13. A few other contentions were raised on behalf of the petitioner but we see no substance in any one of them. It is contended that Section 3(4) has been violated because the State Government did not make a report to the Central Government within 7 days of the date of the order of detention. The short answer to this contention is that the period of 7 days has to be reckoned from the date on. which the State Government approved the order and not from the date on which the District Magistrate passed the order. If the order were made by the State Government, the report would have been required to be made to the Central Government within 7 days of the date of the order; but the order in the instant case was approved and not made by the State Government. It was then said that there was no proximity between the incidents leading to the detention and the order of detention as there was a gap of about 4 months in between. The explanation of the interval is that the petitioner was being prosecuted and an order of discharge had to be obtained on June 17, 1972. The order of detention was passed 4 days before the order of discharge was passed.
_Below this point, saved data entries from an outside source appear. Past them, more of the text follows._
use doc_catalog::document::{Document, DocumentError, DocumentMetadata, Person, Slug};
use doc_catalog::types::SlugError;

fn slug(s: &str) -> Slug {
    Slug::new(s).unwrap()
}

fn metadata(category: &str, tags: &[&str]) -> DocumentMetadata {
    DocumentMetadata {
        title: "Title".into(),
        description: "Description".into(),
        author: "Author".into(),
        date: "2024-05-01".into(),
        category: category.into(),
        tags: tags.iter().map(|t| t.to_string()).collect(),
        people: Vec::new(),
    }
}

#[test]
fn invariant_slug_rejects_unsafe_names() {
    assert_eq!(Slug::new(""), Err(SlugError::Empty));
    assert!(matches!(Slug::new(".git"), Err(SlugError::Hidden(_))));
    assert!(matches!(Slug::new("a/b"), Err(SlugError::InvalidCharacter(_))));
    assert!(matches!(Slug::new("has space"), Err(SlugError::InvalidCharacter(_))));
    assert!(Slug::new("annual-report_2024").is_ok());
}

#[test]
fn invariant_asset_paths_derive_from_slug() {
    let s = slug("doc-a");
    assert_eq!(s.metadata_path(), "documents/doc-a/metadata.json");
    assert_eq!(s.html_path(), "documents/doc-a/document.html");
    assert_eq!(s.pdf_path(), "documents/doc-a/document.pdf");
    assert_eq!(s.thumbnail_path(), "documents/doc-a/thumbnail.png");
}

#[test]
fn invariant_pdf_url_derived_and_thumbnail_only_when_confirmed() {
    let with = Document::ingest(slug("abc"), metadata("X", &[]), b"<p>x</p>".to_vec(), true).unwrap();
    let without = Document::ingest(slug("abc"), metadata("X", &[]), b"<p>x</p>".to_vec(), false).unwrap();

    assert_eq!(with.pdf_url, "documents/abc/document.pdf");
    assert_eq!(with.thumbnail_url.as_deref(), Some("documents/abc/thumbnail.png"));
    assert_eq!(without.thumbnail_url, None);
}

#[test]
fn invariant_ingest_strips_document_wrappers() {
    let raw = "<!DOCTYPE html><html><head><style>p{}</style></head>\
               <body><img src=\"abc_files/1.png\"></body></html>";
    let doc = Document::ingest(slug("abc"), metadata("X", &[]), raw.as_bytes().to_vec(), false).unwrap();

    assert!(!doc.html_content.contains("<head"));
    assert!(!doc.html_content.contains("<body"));
    assert_eq!(
        doc.html_content,
        "<style>p{}</style><img src=\"documents/abc/abc_files/1.png\">"
    );
}

#[test]
fn invariant_ingest_strips_wrappers_with_omitted_end_tags() {
    let raw = "<html><head><style>p{}</style><body><img src='abc_files/1.png'>\
               <img src='https://cdn.example.com/abc_files/2.png'></html>";
    let doc = Document::ingest(slug("abc"), metadata("X", &[]), raw.as_bytes().to_vec(), false).unwrap();

    assert!(!doc.html_content.contains("<head"));
    assert!(!doc.html_content.contains("<body"));
    assert_eq!(
        doc.html_content,
        "<style>p{}</style><img src='documents/abc/abc_files/1.png'>\
         <img src='https://cdn.example.com/abc_files/2.png'>"
    );
}

#[test]
fn invariant_utf8_rejection() {
    let invalid_bytes = vec![0, 159, 146, 150];
    let result = Document::ingest(slug("bad"), metadata("X", &[]), invalid_bytes, false);
    assert!(matches!(result, Err(DocumentError::InvalidUtf8 { .. })));
}

#[test]
fn metadata_without_people_defaults_to_empty() {
    let json = br#"{"title":"T","description":"D","author":"A","date":"2024-01-02","category":"C","tags":["x","x","y"]}"#;
    let meta = Document::parse_metadata(&slug("a"), json).unwrap();

    assert!(meta.people.is_empty());
    assert_eq!(meta.tags, vec!["x", "x", "y"]);
    assert_eq!(meta.published_on(), chrono::NaiveDate::from_ymd_opt(2024, 1, 2));
}

#[test]
fn metadata_with_people() {
    let json = br#"{"title":"T","description":"D","author":"A","date":"2024-01-02T10:00:00Z","category":"C","tags":[],
                    "people":[{"firstname":"Ada","lastname":"Lovelace"}]}"#;
    let meta = Document::parse_metadata(&slug("a"), json).unwrap();

    assert_eq!(meta.people, vec![Person::new("Ada", "Lovelace")]);
    assert!(meta.has_person("Ada", "Lovelace"));
    assert!(!meta.has_person("Ada", "Byron"));
    assert_eq!(meta.published_on(), chrono::NaiveDate::from_ymd_opt(2024, 1, 2));
}

#[test]
fn malformed_metadata_is_reported_with_slug() {
    let err = Document::parse_metadata(&slug("broken"), b"{ not json").unwrap_err();
    match err {
        DocumentError::MalformedMetadata { slug, .. } => assert_eq!(slug, "broken"),
        other => panic!("unexpected error: {other}"),
    }
}

#[test]
fn golden_document_serialization() {
    let doc = Document::ingest(slug("abc"), metadata("X", &["t1"]), b"<p>x</p>".to_vec(), false).unwrap();
    let value = serde_json::to_value(&doc).unwrap();

    assert_eq!(value["slug"], "abc");
    assert_eq!(value["pdf_url"], "documents/abc/document.pdf");
    assert_eq!(value["metadata"]["tags"][0], "t1");
    assert!(value.get("thumbnail_url").is_none());
    assert!(value["metadata"].get("people").is_none());
}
It is next contended that the State Government having rejected the petitioner's representation the very next day that it was received, it must be held that it did not apply its mind to the representation. We dc not suppose that the length of time which a decision takes necessarily reflects the care or openness brought to bear upon it. The answer to yet another contention that the entire material which influenced the subjective satisfaction of the Magistrate in passing the order of detention was not supplied to the petitioner is that according to the countered affidavit of the District Magistrate, nothing apart from what is stated in the grounds and the particulars was taken into account while passing the order of detention. The last submission that the petitioner could have been prosecuted for the acts attributed to him has been answered by this Court in numerous cases by saying that the availability of an alternate remedy is not by itself an effective answer to the validity of the detention.
14. In the result we dismiss the petition and discharge the rule.